→ **Data excerpts**
►
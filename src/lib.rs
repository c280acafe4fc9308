//! Note Drafter
//!
//! Turns a structured blog idea into a generated article, normalizes its
//! markdown into a canonical shape, renders previews and exports, and saves
//! the result as a note.com draft.

pub mod app;
pub mod article;
pub mod backend;
pub mod config;
pub mod error;
pub mod markdown;
pub mod routes;
pub mod state;
pub mod utils;
//! Markdown normalization for note drafts
//!
//! Turns a title, a markdown body and a tag list into a canonical
//! `GeneratedArticle`:
//!
//! 1. drop a leading `# <title>` line that repeats the title
//! 2. demote headings one level (`#`→`##`, `##`→`###`, `###`→`####`)
//! 3. tidy list bullets, strip ordered-list numbering, re-space blockquotes
//! 4. pull every `#タグ:` line out of the body
//! 5. merge and dedupe tags
//! 6. collapse blank-line runs and drop blank lines at either end
//! 7. prepend a fresh `# <title>` heading
//!
//! Demotion is decided from each line's original level, so it never cascades.
//! An already-canonical article is re-normalized with demotion switched off
//! (`GeneratedArticle::renormalize`); every other step is idempotent.

use super::syntax::{LineClassifier, LineKind, LineState, MarkdownLine};
use crate::article::{fallback_tags, GeneratedArticle};
use crate::utils::text::{dedup_preserving_order, split_comma_list};

/// Deepest source heading level that still gets demoted
const MAX_DEMOTED_LEVEL: usize = 3;

/// Rewrites article markdown into its canonical shape
#[derive(Debug, Clone, Copy)]
pub struct MarkdownNormalizer {
    classifier: LineClassifier,
    demote_headings: bool,
}

/// A body line after normalization
struct OutputLine {
    text: String,
    is_code: bool,
}

impl MarkdownNormalizer {
    /// Normalizer for raw generated text
    pub fn new() -> Self {
        Self {
            classifier: LineClassifier::new(),
            demote_headings: true,
        }
    }

    /// Enable or disable heading demotion
    pub fn with_heading_demotion(mut self, demote: bool) -> Self {
        self.demote_headings = demote;
        self
    }

    /// Normalize an article
    pub fn normalize(&self, title: &str, content: &str, tags: &[String]) -> GeneratedArticle {
        let title = fold_title(title);
        let title = title.as_str();
        let content = content.replace("\r\n", "\n");
        let body = Self::strip_leading_title(&content, title);

        let mut recovered_tags = Vec::new();
        let lines = self.process_lines(body, &mut recovered_tags);
        let body = Self::collapse_blank_lines(lines);

        let merged = tags
            .iter()
            .map(|t| t.trim().to_string())
            .filter(|t| !t.is_empty())
            .chain(recovered_tags);
        let mut tags = dedup_preserving_order(merged);
        if tags.is_empty() {
            log::debug!("No tags recovered for '{}', using fallback tags", title);
            tags = fallback_tags();
        }

        GeneratedArticle {
            title: title.to_string(),
            content: format!("# {}\n\n{}", title, body),
            tags,
        }
    }

    /// Remove a first-line `# <title>` heading that matches the title, ignoring case
    fn strip_leading_title<'a>(content: &'a str, title: &str) -> &'a str {
        let content = content.trim_start();
        let (first, rest) = content.split_once('\n').unwrap_or((content, ""));

        let first = first.trim_end();
        let Some(heading) = first.strip_prefix('#') else {
            return content;
        };
        if !heading.starts_with([' ', '\t']) {
            return content;
        }

        if heading.trim().to_lowercase() == title.to_lowercase() {
            rest
        } else {
            content
        }
    }

    /// Apply the per-line rewrites, collecting tags from tag-marker lines
    fn process_lines(&self, body: &str, tags: &mut Vec<String>) -> Vec<OutputLine> {
        let mut output = Vec::new();

        for line in self.classifier.classify_document(body) {
            if line.is_code() {
                output.push(OutputLine {
                    text: line.raw.to_string(),
                    is_code: true,
                });
                continue;
            }

            if let Some(text) = self.rewrite_line(&line, tags) {
                output.push(OutputLine {
                    text,
                    is_code: false,
                });
            }
        }

        output
    }

    /// Rewrite one non-code line; `None` drops it from the body
    fn rewrite_line(&self, line: &MarkdownLine<'_>, tags: &mut Vec<String>) -> Option<String> {
        match &line.kind {
            LineKind::Blank => Some(String::new()),
            LineKind::TagMarker => {
                tags.extend(split_comma_list(line.content()));
                None
            }
            LineKind::Heading { level } if self.demote_headings && *level <= MAX_DEMOTED_LEVEL => {
                Some(format!("{} {}", "#".repeat(level + 1), line.content().trim_end()))
            }
            LineKind::Bullet { marker: '-' } => {
                Some(format!("{}- {}", line.indentation(), line.content()))
            }
            LineKind::Ordered => self.strip_ordered_marker(line, tags),
            LineKind::Blockquote if !line.content().is_empty() => {
                Some(format!("{}> {}", line.indentation(), line.content()))
            }
            // Emphasis, links, images and rules pass through byte-identical
            _ => Some(line.raw.to_string()),
        }
    }

    /// Drop list numbering; the remaining text is rewritten as a line of its own
    fn strip_ordered_marker(&self, line: &MarkdownLine<'_>, tags: &mut Vec<String>) -> Option<String> {
        let stripped = format!("{}{}", line.indentation(), line.content());
        let (inner, _) = self.classifier.classify_line(&stripped, LineState::Normal);

        match inner.kind {
            // Stripping would open a code block that was not there before
            LineKind::FenceOpen { .. } => Some(line.raw.to_string()),
            _ => self.rewrite_line(&inner, tags),
        }
    }

    /// Keep at most one blank line between blocks outside code, then drop
    /// leading and trailing blank lines
    ///
    /// Indentation on the first and last kept lines is left alone.
    fn collapse_blank_lines(lines: Vec<OutputLine>) -> String {
        let mut kept: Vec<String> = Vec::with_capacity(lines.len());
        let mut previous_blank = false;

        for line in lines {
            let blank = !line.is_code && line.text.is_empty();
            if blank && previous_blank {
                continue;
            }
            previous_blank = blank;
            kept.push(line.text);
        }

        let is_blank = |text: &String| text.trim().is_empty();
        let start = kept.iter().position(|t| !is_blank(t)).unwrap_or(kept.len());
        let end = kept.iter().rposition(|t| !is_blank(t)).map_or(start, |i| i + 1);
        kept[start..end].join("\n")
    }
}

impl Default for MarkdownNormalizer {
    fn default() -> Self {
        Self::new()
    }
}

/// Join a title onto a single line so it cannot spill into the body
fn fold_title(title: &str) -> String {
    title
        .lines()
        .map(str::trim)
        .filter(|line| !line.is_empty())
        .collect::<Vec<_>>()
        .join(" ")
}

/// Normalize raw article text into a canonical article
pub fn normalize_article(title: &str, content: &str, tags: &[String]) -> GeneratedArticle {
    MarkdownNormalizer::new().normalize(title, content, tags)
}

impl GeneratedArticle {
    /// Re-run normalization on an article that is already canonical
    ///
    /// Headings were demoted when the article was first built, so this pass
    /// leaves heading levels alone and is a no-op on canonical input.
    pub fn renormalize(&self) -> GeneratedArticle {
        MarkdownNormalizer::new()
            .with_heading_demotion(false)
            .normalize(&self.title, &self.content, &self.tags)
    }
}

/// Prepare an article for the preview pane
pub fn format_for_preview(article: &GeneratedArticle) -> GeneratedArticle {
    article.renormalize()
}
◄
→ **About this exercise**
Search the records for the string "crate" and, wherever a line contains it, please copy that line.

→ **Task answer**
use crate::article::{fallback_tags, GeneratedArticle};
use crate::utils::text::{dedup_preserving_order, split_comma_list};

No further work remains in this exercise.